Task item: The string "remove" appears in some lines of the data. Report how many, with no other words.

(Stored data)

__________

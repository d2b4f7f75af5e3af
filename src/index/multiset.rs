use std::collections::HashMap;

use crate::core::value::Value;

/// Sorted multiset with reference counts. Running state for `$min` and
/// `$max`: a delete is an O(log k) removal instead of a rescan of the
/// group's contributors.
#[derive(Debug, Clone, Default)]
pub struct RefCountedMultiSet {
    counts: HashMap<Value, u64>,
    sorted: Vec<Value>,
    total: u64,
}

impl RefCountedMultiSet {
    pub fn new() -> Self {
        RefCountedMultiSet { counts: HashMap::new(), sorted: Vec::new(), total: 0 }
    }

    pub fn add(&mut self, value: Value) {
        self.total += 1;
        let count = self.counts.entry(value.clone()).or_insert(0);
        *count += 1;
        if *count == 1 {
            let pos = self.sorted.binary_search(&value).unwrap_or_else(|p| p);
            self.sorted.insert(pos, value);
        }
    }

    /// Decrement a value's count; silently ignores values never added.
    pub fn remove(&mut self, value: &Value) {
        let Some(count) = self.counts.get_mut(value) else {
            return;
        };
        self.total -= 1;
        *count -= 1;
        if *count == 0 {
            self.counts.remove(value);
            if let Ok(pos) = self.sorted.binary_search(value) {
                self.sorted.remove(pos);
            }
        }
    }

    pub fn min(&self) -> Option<&Value> {
        self.sorted.first()
    }

    pub fn max(&self) -> Option<&Value> {
        self.sorted.last()
    }

    pub fn contains(&self, value: &Value) -> bool {
        self.counts.contains_key(value)
    }

    pub fn count(&self, value: &Value) -> u64 {
        self.counts.get(value).copied().unwrap_or(0)
    }

    /// Number of distinct values.
    pub fn distinct_len(&self) -> usize {
        self.sorted.len()
    }

    /// Total references across all values.
    pub fn len(&self) -> u64 {
        self.total
    }

    pub fn is_empty(&self) -> bool {
        self.total == 0
    }

    /// Distinct values in canonical order.
    pub fn iter_sorted(&self) -> impl Iterator<Item = &Value> {
        self.sorted.iter()
    }
}
pub mod bloom;
pub mod dimension;
pub mod multiset;
pub mod ostree;
pub mod trigram;
pub mod zonemap;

__________

Exercise result: 3